WHAT YOU WILL DO =
The response must consist of the lines below from the one with "let total = response.content_length().unwrap_or(0);" through the one with "a truncated model.", exactly as they appear and with both ends kept.

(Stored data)
◇ ◇ ◇ ◇ ◇ ◇ ◇

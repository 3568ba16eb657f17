use std::fs;
use std::io::Write;
use std::path::{Path, PathBuf};

use thiserror::Error;

#[derive(Error, Debug)]
pub enum ModelResolveError {
    #[error("model file does not exist: {0}")]
    MissingFile(PathBuf),
    #[error("model {0} not found locally and no download URL was given")]
    NotFound(String),
    #[error("failed to create cache directory: {0}")]
    CacheDir(#[source] std::io::Error),
    #[error("download failed for {url}: {source}")]
    Download {
        url: String,
        #[source]
        source: reqwest::Error,
    },
    #[error("failed to write model to {path}: {source}")]
    Write {
        path: PathBuf,
        #[source]
        source: std::io::Error,
    },
    #[error("could not determine cache directory")]
    NoCacheDir,
}

/// Progress callback: `(bytes_downloaded, total_bytes)`.
/// `total_bytes` is 0 if the server didn't provide Content-Length.
pub type ProgressFn = Box<dyn Fn(u64, u64) + Send>;

/// Where a model file should come from.
#[derive(Clone, Debug, PartialEq)]
pub enum ModelSource {
    /// A file the user pointed at directly.
    File(PathBuf),
    /// A model looked up by name, downloaded from `url` if not cached.
    Named { name: String, url: Option<String> },
}

impl ModelSource {
    /// Interprets a CLI argument: `http(s)://` URLs become named downloads
    /// keyed by their last path segment, anything else is a file path.
    pub fn parse(arg: &str, fallback_name: &str) -> Self {
        if arg.starts_with("http://") || arg.starts_with("https://") {
            let name = arg
                .rsplit('/')
                .next()
                .filter(|s| !s.is_empty())
                .unwrap_or(fallback_name);
            ModelSource::Named {
                name: name.to_string(),
                url: Some(arg.to_string()),
            }
        } else {
            ModelSource::File(PathBuf::from(arg))
        }
    }
}

/// Resolve a model file to a local path.
///
/// Resolution order for named models:
/// 1. User cache directory (platform-specific)
/// 2. Bundled directory (pre-packaged installs)
/// 3. Download from the URL into the cache
pub fn resolve(
    source: &ModelSource,
    bundled_dir: Option<&Path>,
    progress: Option<ProgressFn>,
) -> Result<PathBuf, ModelResolveError> {
    match source {
        ModelSource::File(path) => {
            if path.is_file() {
                Ok(path.clone())
            } else {
                Err(ModelResolveError::MissingFile(path.clone()))
            }
        }
        ModelSource::Named { name, url } => {
            resolve_named(name, url.as_deref(), &model_cache_dir()?, bundled_dir, progress)
        }
    }
}

fn resolve_named(
    name: &str,
    url: Option<&str>,
    cache_dir: &Path,
    bundled_dir: Option<&Path>,
    progress: Option<ProgressFn>,
) -> Result<PathBuf, ModelResolveError> {
    let cached_path = cache_dir.join(name);
    if cached_path.exists() {
        return Ok(cached_path);
    }

    if let Some(dir) = bundled_dir {
        let bundled_path = dir.join(name);
        if bundled_path.exists() {
            return Ok(bundled_path);
        }
    }

    let url = url.ok_or_else(|| ModelResolveError::NotFound(name.to_string()))?;
    fs::create_dir_all(cache_dir).map_err(ModelResolveError::CacheDir)?;
    download(url, &cached_path, progress)?;
    Ok(cached_path)
}

/// Platform-specific model cache directory.
///
/// - macOS: `~/Library/Application Support/Lipread/models/`
/// - Linux: `$XDG_CACHE_HOME/Lipread/models/` or `~/.cache/Lipread/models/`
/// - Windows: `%LOCALAPPDATA%/Lipread/models/`
pub fn model_cache_dir() -> Result<PathBuf, ModelResolveError> {
    #[cfg(target_os = "macos")]
    {
        dirs::data_dir()
            .map(|d| d.join("Lipread").join("models"))
            .ok_or(ModelResolveError::NoCacheDir)
    }
    #[cfg(not(target_os = "macos"))]
    {
        dirs::cache_dir()
            .map(|d| d.join("Lipread").join("models"))
            .ok_or(ModelResolveError::NoCacheDir)
    }
}

fn download(url: &str, dest: &Path, progress: Option<ProgressFn>) -> Result<(), ModelResolveError> {
    let download_err = |e| ModelResolveError::Download {
        url: url.to_string(),
        source: e,
    };
    let response = reqwest::blocking::get(url)
        .and_then(|r| r.error_for_status())
        .map_err(download_err)?;

    let total = response.content_length().unwrap_or(0);
    let bytes = response.bytes().map_err(download_err)?;

    // Write beside the destination, then rename so a crash never leaves a truncated model.
    let temp_path = dest.with_extension("part");
    let write_err = |e| ModelResolveError::Write {
        path: temp_path.clone(),
        source: e,
    };
    let mut file = fs::File::create(&temp_path).map_err(write_err)?;

    let mut downloaded: u64 = 0;
    for chunk in bytes.chunks(1024 * 1024) {
        file.write_all(chunk).map_err(write_err)?;
        downloaded += chunk.len() as u64;
        if let Some(ref cb) = progress {
            cb(downloaded, total);
        }
    }
    file.flush().map_err(write_err)?;
    drop(file);

    fs::rename(&temp_path, dest).map_err(|e| ModelResolveError::Write {
        path: dest.to_path_buf(),
        source: e,
    })
}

◇ ◇ ◇ ◇ ◇ ◇ ◇

RESPONSE TO THIS TASK =
    let total = response.content_length().unwrap_or(0);
    let bytes = response.bytes().map_err(download_err)?;

    // Write beside the destination, then rename so a crash never leaves a truncated model.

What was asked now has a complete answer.